Task directions:
Please copy every line below that contains the string "join".

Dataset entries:
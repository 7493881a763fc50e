//! アプリケーション設定管理モジュール
//!
//! 計算デバイス、データセット、モデル、学習、データ拡張、分析の設定を
//! JSON形式で保存・読み込みします。

use serde::{Deserialize, Serialize};
use std::fs;
use std::path::{Path, PathBuf};
use tracing::{info, warn};

/// 計算デバイスの種類
#[derive(Debug, Clone, Serialize, Deserialize, PartialEq, Default)]
pub enum DeviceType {
    /// WGPU (GPU) バックエンド
    #[default]
    Wgpu,
    /// WGPU の CPU フォールバック
    Cpu,
}

impl std::fmt::Display for DeviceType {
    fn fmt(&self, f: &mut std::fmt::Formatter<'_>) -> std::fmt::Result {
        match self {
            DeviceType::Wgpu => write!(f, "WGPU (GPU)"),
            DeviceType::Cpu => write!(f, "WGPU (CPU)"),
        }
    }
}

/// データセット設定
#[derive(Debug, Clone, Serialize, Deserialize)]
pub struct DataSettings {
    /// 展開済み画像（`cat.0.jpg` 形式のフラットなフォルダ）
    pub raw_dir: String,
    /// 分割後のルート（`train/<class>`, `val/<class>` を作成）
    pub data_dir: String,
    /// クラス名（この順序がクラスIDになる）
    pub class_names: Vec<String>,
    /// 検証データの割合
    pub val_ratio: f32,
    /// クラスあたりの最大枚数（None なら全件）
    #[serde(default)]
    pub max_per_class: Option<usize>,
    /// true なら元ファイルを移動、false ならコピー
    #[serde(default)]
    pub move_files: bool,
    /// 分割時のシャッフル用シード
    pub seed: u64,
}

impl Default for DataSettings {
    fn default() -> Self {
        Self {
            raw_dir: "raw/train".to_string(),
            data_dir: "data".to_string(),
            class_names: vec!["cat".to_string(), "dog".to_string()],
            val_ratio: 0.2,
            max_per_class: None,
            move_files: false,
            seed: 42,
        }
    }
}

impl DataSettings {
    pub fn train_dir(&self) -> PathBuf {
        Path::new(&self.data_dir).join("train")
    }

    pub fn val_dir(&self) -> PathBuf {
        Path::new(&self.data_dir).join("val")
    }
}

/// モデル設定
#[derive(Debug, Clone, Serialize, Deserialize)]
pub struct ModelSettings {
    /// 学習済みモデル（tar.gz）のパス
    pub model_path: String,
    /// 事前学習済みバックボーンの重み（.mpk）。None ならランダム初期化
    #[serde(default)]
    pub backbone_weights: Option<String>,
    /// バックボーン各ブロックの出力チャネル数
    pub backbone_channels: Vec<usize>,
    /// バックボーンを凍結して分類ヘッドのみ学習する
    pub freeze_backbone: bool,
    /// 分類ヘッドの中間層ユニット数
    pub hidden_units: usize,
    /// ドロップアウト率
    pub dropout: f64,
    /// 入力画像サイズ（正方形）
    pub image_size: usize,
}

impl Default for ModelSettings {
    fn default() -> Self {
        Self {
            model_path: "models/pet_classifier.tar.gz".to_string(),
            backbone_weights: None,
            backbone_channels: vec![32, 64, 128, 256],
            freeze_backbone: true,
            hidden_units: 64,
            dropout: 0.5,
            image_size: 224,
        }
    }
}

/// トレーニング設定
#[derive(Debug, Clone, Serialize, Deserialize)]
pub struct TrainingSettings {
    /// エポック数
    pub num_epochs: usize,
    /// バッチサイズ
    pub batch_size: usize,
    /// ワーカー数
    pub num_workers: usize,
    /// 学習率
    pub learning_rate: f64,
    /// ランダムシード
    pub seed: u64,
}

impl Default for TrainingSettings {
    fn default() -> Self {
        Self {
            num_epochs: 10,
            batch_size: 64,
            num_workers: 1,
            learning_rate: 1e-3,
            seed: 42,
        }
    }
}

/// データ拡張設定（学習データのみに適用）
#[derive(Debug, Clone, Serialize, Deserialize, PartialEq)]
pub struct AugmentationConfig {
    /// 左右反転
    pub horizontal_flip: bool,
    /// 回転角の範囲（度、±）
    pub rotation_range: f32,
    /// 横方向シフトの範囲（画像幅に対する割合、±）
    pub width_shift_range: f32,
    /// 縦方向シフトの範囲（画像高さに対する割合、±）
    pub height_shift_range: f32,
    /// ズームの範囲（1.0 ± zoom_range）
    pub zoom_range: f32,
}

impl Default for AugmentationConfig {
    fn default() -> Self {
        Self {
            horizontal_flip: true,
            rotation_range: 20.0,
            width_shift_range: 0.2,
            height_shift_range: 0.2,
            zoom_range: 0.2,
        }
    }
}

impl AugmentationConfig {
    /// 拡張なし
    pub fn none() -> Self {
        Self {
            horizontal_flip: false,
            rotation_range: 0.0,
            width_shift_range: 0.0,
            height_shift_range: 0.0,
            zoom_range: 0.0,
        }
    }

    pub fn is_identity(&self) -> bool {
        !self.horizontal_flip
            && self.rotation_range == 0.0
            && self.width_shift_range == 0.0
            && self.height_shift_range == 0.0
            && self.zoom_range == 0.0
    }
}

/// 分析設定
#[derive(Debug, Clone, Serialize, Deserialize)]
pub struct AnalysisSettings {
    /// ランキングごとの表示件数
    pub top_n: usize,
    /// 推論時のバッチサイズ
    pub batch_size: usize,
}

impl Default for AnalysisSettings {
    fn default() -> Self {
        Self {
            top_n: 10,
            batch_size: 32,
        }
    }
}

/// アプリケーション設定
#[derive(Debug, Clone, Default, Serialize, Deserialize)]
pub struct AppConfig {
    /// 計算デバイスの種類
    #[serde(default)]
    pub device_type: DeviceType,
    #[serde(default)]
    pub data: DataSettings,
    #[serde(default)]
    pub model: ModelSettings,
    #[serde(default)]
    pub training: TrainingSettings,
    #[serde(default)]
    pub augmentation: AugmentationConfig,
    #[serde(default)]
    pub analysis: AnalysisSettings,
}

impl AppConfig {
    /// 設定を読み込む
    pub fn load<P: AsRef<Path>>(path: P) -> anyhow::Result<Self> {
        let content = fs::read_to_string(path)?;
        let config: AppConfig = serde_json::from_str(&content)?;
        Ok(config)
    }

    /// 設定を読み込む、存在しない・読めない場合はデフォルト設定を返す
    pub fn load_or_default<P: AsRef<Path>>(path: P) -> Self {
        let path = path.as_ref();
        if !path.exists() {
            info!(path = %path.display(), "config file not found, using defaults");
            return Self::default();
        }

        match Self::load(path) {
            Ok(config) => {
                info!(path = %path.display(), "config loaded");
                config
            }
            Err(e) => {
                warn!(path = %path.display(), error = %e, "failed to read config, using defaults");
                Self::default()
            }
        }
    }

    /// 設定を保存する
    pub fn save<P: AsRef<Path>>(&self, path: P) -> anyhow::Result<()> {
        let content = serde_json::to_string_pretty(self)?;
        fs::write(path, content)?;
        Ok(())
    }

    pub fn num_classes(&self) -> usize {
        self.data.class_names.len()
    }

    /// 設定内容をログに出力
    pub fn log_summary(&self) {
        info!(device = %self.device_type, "device");
        info!(
            classes = %self.data.class_names.join(", "),
            data_dir = %self.data.data_dir,
            val_ratio = self.data.val_ratio,
            "dataset"
        );
        info!(
            image_size = self.model.image_size,
            backbone = ?self.model.backbone_channels,
            freeze_backbone = self.model.freeze_backbone,
            hidden_units = self.model.hidden_units,
            dropout = self.model.dropout,
            "model"
        );
        info!(
            epochs = self.training.num_epochs,
            batch_size = self.training.batch_size,
            learning_rate = self.training.learning_rate,
            seed = self.training.seed,
            "training"
        );
    }
}

#[cfg(test)]
mod tests {
    use super::*;

    #[test]
    fn test_default_config() {
        let config = AppConfig::default();
        assert_eq!(config.device_type, DeviceType::Wgpu);
        assert_eq!(config.data.class_names, vec!["cat", "dog"]);
        assert_eq!(config.num_classes(), 2);
        assert!(config.model.freeze_backbone);
        assert_eq!(config.model.image_size, 224);
        assert_eq!(config.data.train_dir(), PathBuf::from("data").join("train"));
    }

    #[test]
    fn test_serialize_deserialize() {
        let config = AppConfig::default();
        let json = serde_json::to_string(&config).unwrap();
        let deserialized: AppConfig = serde_json::from_str(&json).unwrap();

        assert_eq!(config.device_type, deserialized.device_type);
        assert_eq!(config.model.hidden_units, deserialized.model.hidden_units);
        assert_eq!(config.augmentation, deserialized.augmentation);
    }

    #[test]
    fn test_partial_config_uses_defaults() {
        let config: AppConfig =
            serde_json::from_str(r#"{ "device_type": "Cpu", "analysis": { "top_n": 3, "batch_size": 8 } }"#)
                .unwrap();
        assert_eq!(config.device_type, DeviceType::Cpu);
        assert_eq!(config.analysis.top_n, 3);
        assert_eq!(config.training.num_epochs, 10);
    }

    #[test]
    fn test_load_or_default_missing_file() {
        let dir = tempfile::tempdir().unwrap();
        let config = AppConfig::load_or_default(dir.path().join("missing.json"));
        assert_eq!(config.num_classes(), 2);
    }

    #[test]
    fn test_save_and_load() {
        let dir = tempfile::tempdir().unwrap();
        let path = dir.path().join("config.json");
        let mut config = AppConfig::default();
        config.training.num_epochs = 3;
        config.save(&path).unwrap();

        let loaded = AppConfig::load(&path).unwrap();
        assert_eq!(loaded.training.num_epochs, 3);
    }

    #[test]
    fn test_augmentation_identity() {
        assert!(AugmentationConfig::none().is_identity());
        assert!(!AugmentationConfig::default().is_identity());
    }

    #[test]
    fn test_device_type_display() {
        assert_eq!(format!("{}", DeviceType::Wgpu), "WGPU (GPU)");
        assert_eq!(format!("{}", DeviceType::Cpu), "WGPU (CPU)");
    }
}
//! 推論結果テーブルの集計（正解率・混同行列）

use serde::Serialize;

use crate::analysis::prediction::PredictionTable;

/// 混同行列
///
/// `counts[true_label][predicted_label]` にサンプル数を保持します。
#[derive(Debug, Clone, PartialEq, Serialize)]
pub struct ConfusionMatrix {
    counts: Vec<Vec<usize>>,
}

impl ConfusionMatrix {
    /// テーブルから集計（範囲外のクラスIDは無視）
    pub fn from_table(table: &PredictionTable, num_classes: usize) -> Self {
        let mut counts = vec![vec![0usize; num_classes]; num_classes];
        for (_, record) in table.iter() {
            if record.true_label < num_classes && record.predicted_label < num_classes {
                counts[record.true_label][record.predicted_label] += 1;
            }
        }
        Self { counts }
    }

    pub fn num_classes(&self) -> usize {
        self.counts.len()
    }

    pub fn count(&self, true_label: usize, predicted_label: usize) -> usize {
        self.counts
            .get(true_label)
            .and_then(|row| row.get(predicted_label))
            .copied()
            .unwrap_or(0)
    }

    pub fn total(&self) -> usize {
        self.counts.iter().flatten().sum()
    }

    /// 正解率（サンプルが無い場合は 0.0）
    pub fn accuracy(&self) -> f64 {
        let total = self.total();
        if total == 0 {
            return 0.0;
        }
        let correct: usize = (0..self.num_classes()).map(|i| self.counts[i][i]).sum();
        correct as f64 / total as f64
    }

    /// クラスごとの再現率（そのクラスの正解サンプルが無い場合は None）
    pub fn recall(&self, label: usize) -> Option<f64> {
        let row = self.counts.get(label)?;
        let support: usize = row.iter().sum();
        (support > 0).then(|| row[label] as f64 / support as f64)
    }

    /// クラスごとの適合率（そのクラスへの予測が無い場合は None）
    pub fn precision(&self, label: usize) -> Option<f64> {
        if label >= self.num_classes() {
            return None;
        }
        let predicted: usize = self.counts.iter().map(|row| row[label]).sum();
        (predicted > 0).then(|| self.counts[label][label] as f64 / predicted as f64)
    }

    /// クラスごとの正解サンプル数
    pub fn support(&self, label: usize) -> usize {
        self.counts.get(label).map(|row| row.iter().sum()).unwrap_or(0)
    }

    /// クラスごとの適合率・再現率の一覧（値が無い場合は `-`）
    pub fn class_report(&self, class_names: &[String]) -> String {
        let width = self.name_width(class_names);
        let value = |v: Option<f64>| v.map(|v| format!("{:.4}", v)).unwrap_or_else(|| "-".to_string());

        let mut out = format!(
            "{:width$} {:>9} {:>9} {:>9}\n",
            "class", "precision", "recall", "support",
            width = width
        );
        for i in 0..self.num_classes() {
            out.push_str(&format!(
                "{:width$} {:>9} {:>9} {:>9}\n",
                class_name(class_names, i),
                value(self.precision(i)),
                value(self.recall(i)),
                self.support(i),
                width = width
            ));
        }
        out
    }

    /// 表形式の文字列（行: 正解, 列: 予測）
    pub fn render(&self, class_names: &[String]) -> String {
        let name = |i: usize| class_name(class_names, i);
        let width = self.name_width(class_names);

        let mut out = format!("{:width$}", "true\\pred", width = width);
        for i in 0..self.num_classes() {
            out.push_str(&format!(" {:>width$}", name(i), width = width));
        }
        out.push('\n');
        for (i, row) in self.counts.iter().enumerate() {
            out.push_str(&format!("{:width$}", name(i), width = width));
            for count in row {
                out.push_str(&format!(" {:>width$}", count, width = width));
            }
            out.push('\n');
        }
        out
    }

    fn name_width(&self, class_names: &[String]) -> usize {
        (0..self.num_classes())
            .map(|i| class_name(class_names, i).len())
            .max()
            .unwrap_or(0)
            .max(9)
    }
}

fn class_name(class_names: &[String], index: usize) -> String {
    class_names
        .get(index)
        .cloned()
        .unwrap_or_else(|| format!("class_{}", index))
}

#[cfg(test)]
mod tests {
    use super::*;
    use crate::analysis::prediction::PredictionRecord;

    fn sample_table() -> PredictionTable {
        vec![
            (0, PredictionRecord::new(0.9, 0, 0)),
            (1, PredictionRecord::new(0.8, 1, 0)),
            (2, PredictionRecord::new(0.7, 1, 1)),
            (3, PredictionRecord::new(0.6, 1, 1)),
        ]
        .into_iter()
        .collect()
    }

    #[test]
    fn test_confusion_counts() {
        let cm = ConfusionMatrix::from_table(&sample_table(), 2);
        assert_eq!(cm.count(0, 0), 1);
        assert_eq!(cm.count(0, 1), 1);
        assert_eq!(cm.count(1, 1), 2);
        assert_eq!(cm.count(1, 0), 0);
        assert_eq!(cm.total(), 4);
    }

    #[test]
    fn test_accuracy_precision_recall() {
        let cm = ConfusionMatrix::from_table(&sample_table(), 2);
        assert!((cm.accuracy() - 0.75).abs() < 1e-9);
        assert_eq!(cm.recall(0), Some(0.5));
        assert_eq!(cm.precision(0), Some(1.0));
        assert!((cm.precision(1).unwrap() - 2.0 / 3.0).abs() < 1e-9);
        assert_eq!(cm.precision(5), None);
    }

    #[test]
    fn test_empty_table() {
        let cm = ConfusionMatrix::from_table(&PredictionTable::default(), 2);
        assert_eq!(cm.accuracy(), 0.0);
        assert_eq!(cm.recall(0), None);
    }

    #[test]
    fn test_class_report() {
        let cm = ConfusionMatrix::from_table(&sample_table(), 3);
        let names = ["cat".to_string(), "dog".to_string(), "bird".to_string()];
        let report = cm.class_report(&names);
        let lines: Vec<&str> = report.lines().collect();

        assert_eq!(lines.len(), 4);
        assert_eq!(cm.support(0), 2);
        let cat: Vec<&str> = lines[1].split_whitespace().collect();
        assert_eq!(cat, vec!["cat", "1.0000", "0.5000", "2"]);
        let bird: Vec<&str> = lines[3].split_whitespace().collect();
        assert_eq!(bird, vec!["bird", "-", "-", "0"]);
    }

    #[test]
    fn test_render() {
        let cm = ConfusionMatrix::from_table(&sample_table(), 2);
        let text = cm.render(&["cat".to_string(), "dog".to_string()]);
        assert_eq!(text.lines().count(), 3);
        assert!(text.lines().nth(1).unwrap().starts_with("cat"));
    }
}
pub mod archive;
pub mod split;
pub mod image_folder;

pub use archive::extract_archive;
pub use split::{split_dataset, label_from_file_name, SplitSettings, SplitSummary, ClassSplit};
pub use image_folder::{ImageFolderDataset, ImageItem};

use std::path::Path;

/// 対応する画像拡張子
pub const IMAGE_EXTENSIONS: [&str; 3] = ["png", "jpg", "jpeg"];

/// 拡張子で画像ファイルかどうかを判定（大文字小文字は区別しない）
pub fn is_image_file(path: &Path) -> bool {
    path.extension()
        .map(|ext| ext.to_string_lossy().to_lowercase())
        .is_some_and(|ext| IMAGE_EXTENSIONS.contains(&ext.as_str()))
}
pub mod model_metadata;
pub mod model_storage;
pub mod inference_config;
pub mod config;

pub use model_metadata::ModelMetadata;
pub use model_storage::{save_model_with_metadata, load_metadata, load_model_binary, load_model_with_metadata, log_metadata_info};
pub use inference_config::InferenceConfig;
pub use config::{AppConfig, AugmentationConfig, AnalysisSettings, DataSettings, DeviceType, ModelSettings, TrainingSettings};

Task solution:
        Path::new(&self.data_dir).join("train")
        Path::new(&self.data_dir).join("val")
            classes = %self.data.class_names.join(", "),
        assert_eq!(config.data.train_dir(), PathBuf::from("data").join("train"));
        let config = AppConfig::load_or_default(dir.path().join("missing.json"));
        let path = dir.path().join("config.json");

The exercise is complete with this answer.